I know that it is common to define the eigenvalue of a linear operator by: $$\mathcal{Ly_n=\lambda_n\rho y_n}.$$ I was given that the required eigenfunctions satisfying the boundary conditions to be $$y_n(x)=\sqrt{\dfrac{2}{\pi}}\sin (nx).$$
Can anyone explain to me how this was derived or the intuition in approaching this problem. Thereafter, how should I proceed to construct its Green's functions? Any help would be appreciated.

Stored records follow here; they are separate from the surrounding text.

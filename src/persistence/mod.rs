//! Durable session state.
//!
//! This module provides:
//! - [`PersistedState`], the single JSON document written on every save
//! - [`KeyValueStore`] backends for memory, files and browser localStorage
//! - [`SaveScheduler`], the cancel-and-reschedule debounce timer
//! - [`PersistenceManager`], which ties them together

mod manager;
mod scheduler;
mod state;
mod storage;

pub use manager::PersistenceManager;
pub use scheduler::SaveScheduler;
pub use state::{PersistedState, ResetScope};
pub use storage::{KeyValueStore, MemoryStore, StorageError};

#[cfg(not(target_arch = "wasm32"))]
pub use storage::FileStore;

#[cfg(target_arch = "wasm32")]
pub use storage::LocalStorageStore;
//! Polygon accumulation for zone drawing.
//!
//! Clicks add vertices; a click near the first vertex, once there are at
//! least three, closes the polygon into a [`Zone`]. Nothing partial ever
//! reaches the store.

use crate::constants::MIN_ZONE_VERTICES;
use crate::geometry::closes_polygon;
use crate::model::{Point, Zone, clamp_zone_number};
use crate::store::AnnotationStore;

/// What a click did to the drawer.
#[derive(Debug, Clone, PartialEq)]
pub enum DrawerEvent {
    /// First vertex placed.
    Started,
    /// Another vertex appended; holds the new vertex count.
    VertexAdded(usize),
    /// Polygon closed and stored; holds the new zone's id.
    Finalized(String),
}

/// Vertex accumulator for the zone being drawn.
#[derive(Debug, Clone, Default)]
pub struct ZoneDrawer {
    points: Vec<Point>,
    /// Number chosen by the user for the next zone. `None` means the next
    /// sequential number.
    number_override: Option<u8>,
}

impl ZoneDrawer {
    pub fn new() -> Self {
        Self::default()
    }

    /// Vertices placed so far.
    pub fn points(&self) -> &[Point] {
        &self.points
    }

    pub fn is_drawing(&self) -> bool {
        !self.points.is_empty()
    }

    /// Number the next finished zone will get.
    pub fn suggested_number(&self, store: &AnnotationStore) -> u8 {
        self.number_override
            .unwrap_or_else(|| store.next_zone_number())
    }

    /// Override the number for the next zone (clamped to `1..=99`).
    pub fn set_suggested_number(&mut self, number: i64) {
        self.number_override = Some(clamp_zone_number(number));
    }

    /// Handle a click at `point` while zone drawing is active.
    ///
    /// The closing radius is `max(grid_size, 1)` world units around the first
    /// vertex. The closing click itself is not a vertex.
    pub fn click(&mut self, point: Point, grid_size: f64, store: &mut AnnotationStore) -> DrawerEvent {
        let Some(&first) = self.points.first() else {
            self.points.push(point);
            log::info!("Zone: started at ({:.1}, {:.1})", point.lat, point.lng);
            return DrawerEvent::Started;
        };

        if self.points.len() >= MIN_ZONE_VERTICES && closes_polygon(first, point, grid_size) {
            return DrawerEvent::Finalized(self.finalize(store));
        }

        self.points.push(point);
        log::debug!(
            "Zone: added vertex {} at ({:.1}, {:.1})",
            self.points.len(),
            point.lat,
            point.lng
        );
        DrawerEvent::VertexAdded(self.points.len())
    }

    /// Drop the accumulated vertices and any number override. Returns
    /// whether any vertices were discarded.
    pub fn discard(&mut self) -> bool {
        let had_points = !self.points.is_empty();
        if had_points {
            log::debug!("Zone: discarded {} in-progress vertices", self.points.len());
        }
        self.points.clear();
        self.number_override = None;
        had_points
    }

    fn finalize(&mut self, store: &mut AnnotationStore) -> String {
        let number = self.suggested_number(store);
        let id = store.fresh_id("zone");
        let zone = Zone::new(id.clone(), number, std::mem::take(&mut self.points));
        log::info!(
            "Zone: created '{}' with {} vertices",
            zone.label,
            zone.points.len()
        );
        if let Err(e) = store.add_zone(zone) {
            log::warn!("Zone: could not store finished zone: {}", e);
        }
        self.number_override = None;
        id
    }
}
#[test]
fn test_saved_settings_are_restored() {
    let saved = r#"{"snapEnabled": false, "gridSize": 2, "radiusOverlayCenter": {"lat": 7, "lng": 8}, "zones": []}"#;
    let (session, log) = start(Some(saved));
    assert!(!session.snap_enabled());
    assert_eq!(session.grid_size(), 2.0);
    assert_eq!(session.overlay().center(), Point::new(7.0, 8.0));
    // Saved zones take over from the baseline, even when empty.
    assert_eq!(session.store().zones().count(), 0);
    assert_eq!(log.borrow().overlay.unwrap().center, Point::new(7.0, 8.0));
}

#[test]
fn test_malformed_record_is_ignored() {
    let (session, _log) = start(Some("{\"userMarkers\": [oops"));
    assert_eq!(session.store().presets().count(), 2);
    assert_eq!(session.store().users().count(), 0);
}

#[test]
fn test_custom_markers_are_merged_into_users() {
    let saved = r##"{
        "userMarkers": [{"id": "user-a", "type": "circle", "lat": 1, "lng": 1, "color": "#00ff00"}],
        "customMarkers": [
            {"id": "user-a", "type": "circle", "lat": 9, "lng": 9},
            {"id": "user-b", "type": "sprite", "sprite": "star.png", "lat": 2, "lng": 2}
        ]
    }"##;
    let (session, _log) = start(Some(saved));
    let users: Vec<&Marker> = session.store().users().collect();
    assert_eq!(users.len(), 2);
    assert_eq!(users[0].position, Point::new(1.0, 1.0));
    assert_eq!(users[1].id, "user-b");
    assert_eq!(users[1].label, "star");
}

#[test]
fn test_click_places_snapped_marker() {
    let (mut session, log) = start(None);
    session.enter_mode(ModeKind::Adding);

    let outcome = session.handle_position(Point::new(12.0, 13.0)).unwrap();
    let PositionOutcome::MarkerAdded(id) = outcome else {
        panic!("Expected MarkerAdded, got {:?}", outcome);
    };
    let marker = session.store().get(&id).unwrap();
    assert_eq!(marker.position, Point::new(10.0, 15.0));
    assert_eq!(marker.source, MarkerSource::User);
    assert!(matches!(marker.kind, MarkerKind::Circle { .. }));
    assert_eq!(log.borrow().live_markers(), 3);
    assert!(session.is_save_pending());
}

#[test]
fn test_fixed_asset_tools_add_presets() {
    let (mut session, _log) = start(None);
    session.set_tool(AddTool::Elevator).unwrap();
    session.enter_mode(ModeKind::Adding);
    let PositionOutcome::MarkerAdded(id) = session.handle_position(Point::new(0.0, 0.0)).unwrap() else {
        panic!("Expected a marker");
    };
    assert!(session.store().get(&id).unwrap().is_preset());
    assert_eq!(session.store().presets().count(), 3);
}

#[test]
fn test_sprite_tool_requires_known_sticker() {
    let (mut session, _log) = start(None);
    let result = session.set_tool(AddTool::Sprite {
        name: "moon.png".to_string(),
    });
    assert!(matches!(result, Err(SessionError::UnknownSticker(name)) if name == "moon.png"));

    session
        .set_tool(AddTool::Sprite {
            name: "star.png".to_string(),
        })
        .unwrap();
    assert_eq!(
        session.add_tool(),
        &AddTool::Sprite {
            name: "star.png".to_string()
        }
    );
}

#[test]
fn test_idle_ignores_clicks() {
    let (mut session, _log) = start(None);
    assert_eq!(
        session.handle_position(Point::new(1.0, 1.0)).unwrap(),
        PositionOutcome::Ignored
    );
    assert!(!session.is_save_pending());
}

#[test]
fn test_measurement_uses_session_scale() {
    let mut settings = Settings::default();
    settings.pixels_per_unit = 2.0;
    let (mut session, log) = start_with(Box::new(MemoryStore::new()), settings);
    session.enter_mode(ModeKind::Measuring);

    assert_eq!(
        session.handle_position(Point::new(0.0, 0.0)).unwrap(),
        PositionOutcome::MeasureStarted(Point::new(0.0, 0.0))
    );
    let PositionOutcome::Measured(m) = session.handle_position(Point::new(3.0, 4.0)).unwrap() else {
        panic!("Expected a measurement");
    };
    assert_eq!(m.pixels_text(), "5.0");
    assert_eq!(m.units_text(), "2.50");
    assert!(log.borrow().measurement.is_some());

    session.enter_mode(ModeKind::Idle);
    assert!(log.borrow().measurement.is_none());
}

#[test]
fn test_zone_drawing_flow() {
    let (mut session, log) = start(Some(r#"{"zones": []}"#));
    session.enter_mode(ModeKind::ZoneDrawing);
    assert_eq!(session.suggested_zone_number(), 1);

    for (lat, lng) in [(0.0, 0.0), (0.0, 20.0), (20.0, 20.0)] {
        session.handle_position(Point::new(lat, lng)).unwrap();
    }
    assert_eq!(log.borrow().preview.len(), 3);

    let outcome = session.handle_position(Point::new(1.0, 1.0)).unwrap();
    let PositionOutcome::Zone(DrawerEvent::Finalized(id)) = outcome else {
        panic!("Expected a finished zone, got {:?}", outcome);
    };
    let zone = session.store().zone(&id).unwrap();
    assert_eq!(zone.points.len(), 3);
    assert_eq!(zone.label, "Zone 1");
    assert_eq!(session.suggested_zone_number(), 2);

    let log = log.borrow();
    assert!(log.preview.is_empty());
    assert_eq!(log.live_zones(), 1);
}

#[test]
fn test_leaving_zone_mode_discards_vertices() {
    let (mut session, log) = start(None);
    session.enter_mode(ModeKind::ZoneDrawing);
    session.set_suggested_zone_number(42);
    session.handle_position(Point::new(0.0, 0.0)).unwrap();
    session.handle_position(Point::new(0.0, 20.0)).unwrap();

    session.enter_mode(ModeKind::Adding);
    assert!(!session.zone_drawer().is_drawing());
    assert!(log.borrow().preview.is_empty());
    assert_eq!(session.store().zones().count(), 1);
    assert!(!session.is_save_pending());
    assert_eq!(session.suggested_zone_number(), 4);
}

#[test]
fn test_editing_toggles_draggability() {
    let saved = r#"{"presetMarkers": [{"id": "pre-1", "type": "bench", "lat": 10, "lng": 20, "locked": true}]}"#;
    let (mut session, log) = start(Some(saved));
    let handle = |id: &str, session: &Session| session.store().entry(id).unwrap().handle.unwrap();
    let locked = handle("pre-1", &session);
    let free = handle("pre-2", &session);

    assert!(!log.borrow().draggable[&free]);
    session.enter_mode(ModeKind::Editing);
    assert!(log.borrow().draggable[&free]);
    assert!(!log.borrow().draggable[&locked]);

    session.toggle_mode(ModeKind::Editing);
    assert!(!log.borrow().draggable[&free]);
}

The problem in solving the eigenfunction equation is that solutions are unique only up to non-zero multiplicative constants. That is, any non-trivial solution of $$ y''=\lambda y , \;\;\; y(0)=y(\pi)=0 $$ may be scaled by any non-zero constant, and the new function is also a solution. Define $y_l$ and $y_r$ to be solutions with $$ y_l(0)=0,\;y_l'(0)=1,\;\;\;\;\; y_r(\pi)=0,\;y_r'(\pi)=1 $$ These solutions are uniquely given by $$ y_l(x)=\frac{\sin(\sqrt{\lambda}x)}{\sqrt{\lambda}} \\ y_r(x)=\frac{\sin(\sqrt{\lambda}(x-\pi))}{\sqrt{\lambda}}. $$ $\lambda$ is an eigenvalue iff these solutions are linearly dependent, which is the case iff the Wronskian of these solutions is $0$: $$ w(\lambda) = y_ly_r'-y_l'y_r \\ =\frac{1}{\sqrt{\lambda}}\{\sin(\sqrt{\lambda}x)\cos(\sqrt{\lambda}(x-\pi))-\cos(\sqrt{\lambda}x)\sin(\sqrt{\lambda}(x-\pi))\} \\ =\frac{\sin(\sqrt{\lambda}\pi)}{\sqrt{\lambda}} $$ $\lambda=0$ is not a solution because the limit as $\lambda\rightarrow 0$ is $\pi$. The eigenvalues are $\lambda_n=n^2$ for $n=1,2,3,\cdots$. The eigenfunctions are $B_n\sin(nx)$. The unique solution of $y''-\lambda y=g$ subject to $y(0)=(\pi)=0$ and $\lambda\ne \lambda_n$ is $$ y(x) = \frac{1}{w(\lambda)}\left[y_r(x)\int_{0}^{x}g(t)y_l(t)dt-y_l(x)\int_{x}^{1}g(t)y_r(t)dt\right] $$ The Green function is $$ \frac{1}{w(\lambda)}(y_r(x)y_l(t)_{t<x}-y_l(x)y_r(t)_{t>x}) $$ You are interested in the case $\lambda=0$.